Optogenetic activation of DRN 5-HT neurons induced active wakefulness, not quiet wakefulness.

There has been a long-standing controversy regarding the physiological role of serotonin (5-HT) neurons in the dorsal raphe nucleus (DRN) in sleep/wake architecture. Some studies have reported that 5-HT acts as a sleep-promoting agent, but several studies have suggested that DRN 5-HT neurons function predominantly to promote wakefulness and inhibit rapid eye movement (REM) sleep. Furthermore, recent studies have reported that there is a clear neurobiological difference between a waking state that includes alertness and active exploration (i.e., active wakefulness) and a waking state that is devoid of locomotion (i.e., quiet wakefulness).
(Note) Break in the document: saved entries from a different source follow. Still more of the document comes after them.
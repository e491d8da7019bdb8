use anyhow::{Context, Result};
use serde::{Deserialize, Serialize};
use std::path::{Path, PathBuf};
use tracing::info;

use crate::domain::profile::{ColorPolicy, DeploymentProfile, Variant};

/// One week.
pub const MAX_IDLE_TIMEOUT_MINUTES: i64 = 7 * 24 * 60;

#[derive(Debug, Clone, Default, Serialize, Deserialize)]
#[serde(default)]
pub struct Config {
    pub general: GeneralConfig,

    pub server: ServerConfig,

    pub session: SessionConfig,

    pub uploads: UploadConfig,

    pub profile: ProfileConfig,

    pub models: ModelsConfig,

    pub security: SecurityConfig,

    pub observability: ObservabilityConfig,
}

#[derive(Debug, Clone, Serialize, Deserialize)]
#[serde(default)]
pub struct GeneralConfig {
    pub database_path: String,

    pub log_level: String,

    /// Number of tokio worker threads (default: 2)
    /// Set to 0 to use the number of CPU cores
    pub worker_threads: usize,

    pub max_db_connections: u32,

    pub min_db_connections: u32,
}

impl Default for GeneralConfig {
    fn default() -> Self {
        Self {
            database_path: "sqlite:data/imgclass.db".to_string(),
            log_level: "info".to_string(),
            worker_threads: 2,
            max_db_connections: 5,
            min_db_connections: 1,
        }
    }
}

#[derive(Debug, Clone, Serialize, Deserialize)]
#[serde(default)]
pub struct ServerConfig {
    pub bind_address: String,

    pub port: u16,

    /// Whether to set the Secure flag on session cookies.
    /// Set to false for local development without HTTPS.
    pub secure_cookies: bool,

    /// Request body limit for upload endpoints, in bytes.
    pub max_upload_bytes: usize,
}

impl Default for ServerConfig {
    fn default() -> Self {
        Self {
            bind_address: "0.0.0.0".to_string(),
            port: 5000,
            secure_cookies: true,
            max_upload_bytes: 16 * 1024 * 1024,
        }
    }
}

#[derive(Debug, Clone, Serialize, Deserialize)]
#[serde(default)]
pub struct SessionConfig {
    /// Cookie signing key. At least 64 bytes when set; a random key is
    /// generated per process when empty.
    pub secret: String,

    pub idle_timeout_minutes: i64,
}

impl Default for SessionConfig {
    fn default() -> Self {
        Self {
            secret: String::new(),
            idle_timeout_minutes: 30,
        }
    }
}

#[derive(Debug, Clone, Serialize, Deserialize)]
#[serde(default)]
pub struct UploadConfig {
    pub directory: String,

    /// Prefix stored filenames with a random token so concurrent uploads
    /// of the same name never overwrite each other.
    pub namespace_files: bool,

    /// Keep uploaded files after a successful classification.
    pub retain: bool,
}

impl Default for UploadConfig {
    fn default() -> Self {
        Self {
            directory: "uploads".to_string(),
            namespace_files: true,
            retain: false,
        }
    }
}

/// Variant selection plus optional per-field overrides of its preset.
#[derive(Debug, Clone, Default, Serialize, Deserialize)]
#[serde(default)]
pub struct ProfileConfig {
    pub variant: Variant,

    #[serde(skip_serializing_if = "Option::is_none")]
    pub allowed_extensions: Option<Vec<String>>,

    #[serde(skip_serializing_if = "Option::is_none")]
    pub image_size: Option<u32>,

    #[serde(skip_serializing_if = "Option::is_none")]
    pub decision_threshold: Option<f32>,

    #[serde(skip_serializing_if = "Option::is_none")]
    pub post_login_route: Option<String>,

    #[serde(skip_serializing_if = "Option::is_none")]
    pub color_policy: Option<ColorPolicy>,

    #[serde(skip_serializing_if = "Option::is_none")]
    pub positive_label: Option<String>,

    #[serde(skip_serializing_if = "Option::is_none")]
    pub negative_label: Option<String>,
}

impl ProfileConfig {
    /// Applies the configured overrides on top of the variant preset.
    #[must_use]
    pub fn resolve(&self) -> DeploymentProfile {
        let mut profile = self.variant.preset();

        if let Some(extensions) = &self.allowed_extensions {
            profile.allowed_extensions = extensions
                .iter()
                .map(|e| e.trim_start_matches('.').to_ascii_lowercase())
                .collect();
        }
        if let Some(size) = self.image_size {
            profile.image_size = size;
        }
        if let Some(threshold) = self.decision_threshold {
            profile.decision_threshold = threshold;
        }
        if let Some(route) = &self.post_login_route {
            profile.post_login_route.clone_from(route);
        }
        if let Some(policy) = self.color_policy {
            profile.color_policy = policy;
        }
        if let Some(label) = &self.positive_label {
            profile.labels.positive.clone_from(label);
        }
        if let Some(label) = &self.negative_label {
            profile.labels.negative.clone_from(label);
        }

        profile
    }
}

/// How a model's raw output tensor is reduced to a single score.
#[derive(Debug, Clone, Copy, Default, PartialEq, Eq, Serialize, Deserialize)]
#[serde(rename_all = "snake_case")]
pub enum OutputReduction {
    #[default]
    First,
    Max,
    Mean,
}

#[derive(Debug, Clone, Serialize, Deserialize)]
pub struct ModelConfig {
    pub path: String,

    #[serde(default)]
    pub reduction: OutputReduction,

    /// Intra-op thread count for the inference session (0 = runtime default).
    #[serde(default)]
    pub threads: usize,
}

#[derive(Debug, Clone, Serialize, Deserialize)]
#[serde(default)]
pub struct ModelsConfig {
    pub classifier: ModelConfig,

    #[serde(skip_serializing_if = "Option::is_none")]
    pub segmenter: Option<ModelConfig>,
}

impl Default for ModelsConfig {
    fn default() -> Self {
        Self {
            classifier: ModelConfig {
                path: "static/catdog.onnx".to_string(),
                reduction: OutputReduction::First,
                threads: 0,
            },
            segmenter: None,
        }
    }
}

#[derive(Debug, Clone, Serialize, Deserialize)]
#[serde(default)]
pub struct SecurityConfig {
    /// Argon2 memory cost in KiB (default: 8192 = 8MB)
    pub argon2_memory_cost_kib: u32,

    /// Argon2 time cost (iterations)
    pub argon2_time_cost: u32,

    pub argon2_parallelism: u32,
}

impl Default for SecurityConfig {
    fn default() -> Self {
        Self {
            argon2_memory_cost_kib: 8192,
            argon2_time_cost: 3,
            argon2_parallelism: 1,
        }
    }
}

#[derive(Debug, Clone, Serialize, Deserialize)]
#[serde(default)]
pub struct ObservabilityConfig {
    pub metrics_enabled: bool,
}

impl Default for ObservabilityConfig {
    fn default() -> Self {
        Self {
            metrics_enabled: true,
        }
    }
}

impl Config {
    /// Default configuration for the given variant, including a sensible
    /// model layout for it.
    #[must_use]
    pub fn for_variant(variant: Variant) -> Self {
        let mut config = Self::default();
        config.profile.variant = variant;

        if variant == Variant::Medical {
            config.models.classifier.path = "static/mri_classifier.onnx".to_string();
            config.models.segmenter = Some(ModelConfig {
                path: "static/unet.onnx".to_string(),
                reduction: OutputReduction::Max,
                threads: 0,
            });
        }

        config
    }

    pub fn load() -> Result<Self> {
        let paths = Self::config_paths();

        for path in &paths {
            if path.exists() {
                info!("Loading config from: {}", path.display());
                return Self::load_from_path(path);
            }
        }

        info!("No config file found, using defaults");
        Ok(Self::default())
    }

    pub fn load_from_path(path: &Path) -> Result<Self> {
        let content = std::fs::read_to_string(path)
            .with_context(|| format!("Failed to read config file: {}", path.display()))?;

        let config: Self = toml::from_str(&content)
            .with_context(|| format!("Failed to parse config file: {}", path.display()))?;

        Ok(config)
    }

    pub fn save_to_path(&self, path: &Path) -> Result<()> {
        if let Some(parent) = path.parent() {
            std::fs::create_dir_all(parent)?;
        }

        let content = toml::to_string_pretty(self)?;
        std::fs::write(path, content)?;
        info!("Config saved to: {}", path.display());
        Ok(())
    }

    fn config_paths() -> Vec<PathBuf> {
        let mut paths = vec![PathBuf::from("config.toml")];

        if let Some(config_dir) = dirs::config_dir() {
            paths.push(config_dir.join("imgclass").join("config.toml"));
        }

        if let Some(home) = dirs::home_dir() {
            paths.push(home.join(".imgclass").join("config.toml"));
        }

        paths
    }

    #[must_use]
    pub fn default_config_path() -> PathBuf {
        PathBuf::from("config.toml")
    }

    /// Overrides selected settings from the process environment.
    pub fn apply_env_overrides(&mut self) -> Result<()> {
        self.apply_overrides(|key| std::env::var(key).ok())
    }

    fn apply_overrides(&mut self, lookup: impl Fn(&str) -> Option<String>) -> Result<()> {
        if let Some(url) = lookup("IMGCLASS_DATABASE_URL") {
            self.general.database_path = url;
        }
        if let Some(secret) = lookup("IMGCLASS_SESSION_SECRET") {
            self.session.secret = secret;
        }
        if let Some(port) = lookup("IMGCLASS_PORT") {
            self.server.port = port
                .parse()
                .with_context(|| format!("Invalid IMGCLASS_PORT value: {port}"))?;
        }
        Ok(())
    }

    pub fn validate(&self) -> Result<()> {
        let profile = self.profile.resolve();

        if !(profile.decision_threshold > 0.0 && profile.decision_threshold < 1.0) {
            anyhow::bail!(
                "Decision threshold must be between 0 and 1 (got {})",
                profile.decision_threshold
            );
        }

        if profile.image_size == 0 {
            anyhow::bail!("Image size must be greater than 0");
        }

        if profile.allowed_extensions.is_empty() {
            anyhow::bail!("At least one allowed upload extension is required");
        }

        if !profile.post_login_route.starts_with('/') {
            anyhow::bail!(
                "Post-login route must be an absolute path (got '{}')",
                profile.post_login_route
            );
        }

        if !self.session.secret.is_empty() && self.session.secret.len() < 64 {
            anyhow::bail!("Session secret must be at least 64 bytes long");
        }

        if !(1..=MAX_IDLE_TIMEOUT_MINUTES).contains(&self.session.idle_timeout_minutes) {
            anyhow::bail!(
                "Session idle timeout must be between 1 and {MAX_IDLE_TIMEOUT_MINUTES} minutes"
            );
        }

        if self.models.classifier.path.trim().is_empty() {
            anyhow::bail!("Classifier model path cannot be empty");
        }

        if let Some(segmenter) = &self.models.segmenter
            && segmenter.path.trim().is_empty()
        {
            anyhow::bail!("Segmentation model path cannot be empty when configured");
        }

        if self.uploads.directory.trim().is_empty() {
            anyhow::bail!("Upload directory cannot be empty");
        }

        Ok(())
    }
}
These states have also been shown to differ clinically in terms of memory consolidation. However, the effects of 5-HT neurons on the regulation of these two different waking states have not been fully elucidated. In the present study, we attempted to examine the physiological role of DRN 5-HT neurons in various sleep/wake states using optogenetic methods that allowed manipulation of cell-type specific neuronal activation with high temporal and anatomical precision. We crossed TPH2-tTA and TetO-ChR2(C128S) mice to obtain mice with channelrhodopsin-2 (ChR2) [C128S]-expressing central 5-HT neurons, and we activated DRN-5HT neurons or medullary 5-HT neurons. Optogenetic activation of DRN 5-HT neurons caused rapid transition from non-REM sleep to active wakefulness, not quiet wakefulness, whereas activation of medullary 5-HT neurons did not appear to affect sleep/wake states or locomotor activity. Our results may shed light on the physiological role of DRN 5-HT neurons in sleep/wake architecture and encourage further investigations of the cortical functional connectivity involved in sleep/wake state regulation.